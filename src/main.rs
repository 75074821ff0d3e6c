use std::io::{self, BufRead};
use std::path::{Path, PathBuf};
use std::sync::Arc;

use clap::{CommandFactory, Parser, Subcommand};
use serde::Serialize;
use tracing::info;
use tracing_subscriber::EnvFilter;

use flowline_core::config::{AppConfig, ModelConfig};
use flowline_core::traits::WorkflowStore;
use flowline_core::types::InvokeRequest;
use flowline_engine::{ExecutionSettings, WorkflowExecutor};
use flowline_gateway::{AppState, GatewayServer, InvokeDefaults};
use flowline_store::SqliteStore;

#[derive(Parser)]
#[command(name = "flowline", version, about = "Run node-graph workflows against a chat-completion model")]
struct Cli {
    /// Path to config file
    #[arg(short, long, default_value = "flowline.toml")]
    config: PathBuf,

    #[command(subcommand)]
    command: Commands,
}

#[derive(Subcommand)]
enum Commands {
    /// Start the HTTP API server
    Serve {
        /// Override the bind address from config
        #[arg(long)]
        bind: Option<String>,
    },
    /// Execute a workflow and print the report
    Execute {
        id: i64,
        /// Input that replaces the start node's value
        #[arg(long)]
        input: Option<String>,
    },
    /// List workflows
    List {
        #[arg(long, default_value = "0")]
        skip: usize,
        #[arg(long, default_value = "100")]
        limit: usize,
    },
    /// Show one workflow with its tasks
    Show { id: i64 },
    /// Create a workflow
    Create {
        name: String,
        #[command(flatten)]
        description: DescriptionArgs,
    },
    /// Replace a workflow's name, description and tasks
    Update {
        id: i64,
        name: String,
        #[command(flatten)]
        description: DescriptionArgs,
    },
    /// Delete a workflow and its tasks
    Delete { id: i64 },
    /// Send a single prompt to the model
    Invoke {
        #[arg(long)]
        max_tokens: Option<u32>,
        #[arg(long)]
        temperature: Option<f32>,
        /// The prompt (read from stdin when empty)
        #[arg(trailing_var_arg = true)]
        prompt: Vec<String>,
    },
    /// Show current configuration
    Config,
    /// Generate shell completions
    Completions {
        /// Shell to generate completions for
        #[arg(value_enum)]
        shell: clap_complete::Shell,
    },
}

#[derive(clap::Args)]
#[group(multiple = false)]
struct DescriptionArgs {
    /// Description text or node-graph JSON
    #[arg(long)]
    description: Option<String>,
    /// Read the description from a file
    #[arg(long)]
    file: Option<PathBuf>,
}

impl DescriptionArgs {
    fn resolve(&self) -> anyhow::Result<Option<String>> {
        match (&self.description, &self.file) {
            (Some(text), _) => Ok(Some(text.clone())),
            (None, Some(path)) => Ok(Some(std::fs::read_to_string(path)?)),
            (None, None) => Ok(None),
        }
    }
}

#[tokio::main]
async fn main() -> anyhow::Result<()> {
    // Initialize tracing
    tracing_subscriber::fmt()
        .with_env_filter(
            EnvFilter::try_from_default_env()
                .unwrap_or_else(|_| EnvFilter::new("flowline=info,warn")),
        )
        .with_target(false)
        .with_writer(io::stderr)
        .init();

    let cli = Cli::parse();

    // Handle completions before config loading
    if let Commands::Completions { shell } = &cli.command {
        let mut cmd = Cli::command();
        clap_complete::generate(*shell, &mut cmd, "flowline", &mut io::stdout());
        return Ok(());
    }

    let config = load_config(&cli.config)?;

    if let Commands::Config = &cli.command {
        println!("{}", toml::to_string_pretty(&redacted(&config))?);
        return Ok(());
    }

    let invoker = flowline_llm::create_invoker(&config.model)?;

    if let Commands::Invoke {
        max_tokens,
        temperature,
        prompt,
    } = &cli.command
    {
        let text = if prompt.is_empty() {
            read_stdin()
        } else {
            prompt.join(" ")
        };
        let gateway = config.gateway.clone().unwrap_or_default();
        let defaults = InvokeDefaults::new(&gateway, &config.model);
        let request = InvokeRequest {
            prompt: text,
            system_prompt: defaults.system_prompt,
            max_tokens: max_tokens.unwrap_or(defaults.max_tokens),
            temperature: temperature.unwrap_or(defaults.temperature),
        };
        let response = invoker.invoke(request).await?;
        return print_json(&response);
    }

    let db_path = config.database_path();
    let store: Arc<dyn WorkflowStore> = Arc::new(SqliteStore::open(&db_path)?);
    info!(path = %db_path.display(), "Database opened");

    let executor = Arc::new(WorkflowExecutor::new(
        store.clone(),
        invoker.clone(),
        ExecutionSettings::from(&config.engine),
    ));

    match cli.command {
        Commands::Serve { bind } => {
            let mut gateway_config = config.gateway.clone().unwrap_or_default();
            if let Some(bind) = bind {
                gateway_config.bind = bind;
            }
            let invoke_defaults = InvokeDefaults::new(&gateway_config, &config.model);
            info!(bind = %gateway_config.bind, "Starting HTTP gateway");

            let server = GatewayServer::new(AppState {
                config: gateway_config,
                store,
                executor,
                invoker,
                invoke_defaults,
            });
            let cancel = tokio_util::sync::CancellationToken::new();
            let cancel_clone = cancel.clone();

            // Graceful shutdown on Ctrl-C
            tokio::spawn(async move {
                tokio::signal::ctrl_c().await.ok();
                info!("Shutting down gateway...");
                cancel_clone.cancel();
            });

            server.run(cancel).await?;
        }
        Commands::Execute { id, input } => {
            let report = executor.execute(id, input).await?;
            print_json(&report)?;
        }
        Commands::List { skip, limit } => {
            print_json(&store.list_workflows(skip, limit).await?)?;
        }
        Commands::Show { id } => match store.get_workflow(id).await? {
            Some(workflow) => print_json(&workflow)?,
            None => anyhow::bail!("Workflow with id {} not found", id),
        },
        Commands::Create { name, description } => {
            let description = description.resolve()?;
            let workflow = store.create_workflow(&name, description.as_deref()).await?;
            info!(workflow_id = workflow.id, tasks = workflow.tasks.len(), "Workflow created");
            print_json(&workflow)?;
        }
        Commands::Update {
            id,
            name,
            description,
        } => {
            let description = description.resolve()?;
            match store.update_workflow(id, &name, description.as_deref()).await? {
                Some(workflow) => print_json(&workflow)?,
                None => anyhow::bail!("Workflow with id {} not found", id),
            }
        }
        Commands::Delete { id } => match store.delete_workflow(id).await? {
            Some(workflow) => {
                info!(workflow_id = id, tasks = workflow.tasks.len(), "Workflow deleted");
                println!("Workflow deleted successfully");
            }
            None => anyhow::bail!("Workflow with id {} not found", id),
        },
        Commands::Invoke { .. } | Commands::Config | Commands::Completions { .. } => {}
    }

    Ok(())
}

/// `--config` path, then `~/.flowline/config.toml`, then the environment.
fn load_config(path: &Path) -> anyhow::Result<AppConfig> {
    if path.exists() {
        return Ok(AppConfig::load(path)?);
    }

    if let Some(home_config) = dirs_home().map(|h| h.join(".flowline").join("config.toml")) {
        if home_config.exists() {
            info!(path = %home_config.display(), "Loading config from home directory");
            return Ok(AppConfig::load(&home_config)?);
        }
    }

    eprintln!("Warning: No config file found. Set FLOWLINE_API_KEY or create flowline.toml");
    eprintln!("See flowline.toml.example for reference.");
    Ok(create_env_config())
}

fn create_env_config() -> AppConfig {
    let env = |names: &[&str]| {
        names
            .iter()
            .find_map(|n| std::env::var(n).ok().filter(|v| !v.is_empty()))
    };

    let defaults = ModelConfig::default();
    let model = ModelConfig {
        api_key: env(&["FLOWLINE_API_KEY", "QWEN_API_KEY"]),
        base_url: env(&["FLOWLINE_BASE_URL", "QWEN_BASE_URL"]).unwrap_or(defaults.base_url.clone()),
        model_id: env(&["FLOWLINE_MODEL"]).unwrap_or(defaults.model_id.clone()),
        ..defaults
    };

    AppConfig {
        model,
        ..Default::default()
    }
}

fn redacted(config: &AppConfig) -> AppConfig {
    let mut config = config.clone();
    if config.model.api_key.is_some() {
        config.model.api_key = Some("***".into());
    }
    if let Some(gateway) = config.gateway.as_mut() {
        if gateway.token.is_some() {
            gateway.token = Some("***".into());
        }
        for key in &mut gateway.api_keys {
            key.key = "***".into();
        }
    }
    config
}

fn read_stdin() -> String {
    io::stdin()
        .lock()
        .lines()
        .map_while(|l| l.ok())
        .collect::<Vec<_>>()
        .join("\n")
}

fn print_json<T: Serialize>(value: &T) -> anyhow::Result<()> {
    println!("{}", serde_json::to_string_pretty(value)?);
    Ok(())
}

fn dirs_home() -> Option<PathBuf> {
    std::env::var("HOME").ok().map(PathBuf::from)
}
——
Work task: Pull out every line of the records above that contains the word "into".

Response for this exercise:
        config.model.api_key = Some("***".into());
            gateway.token = Some("***".into());
            key.key = "***".into();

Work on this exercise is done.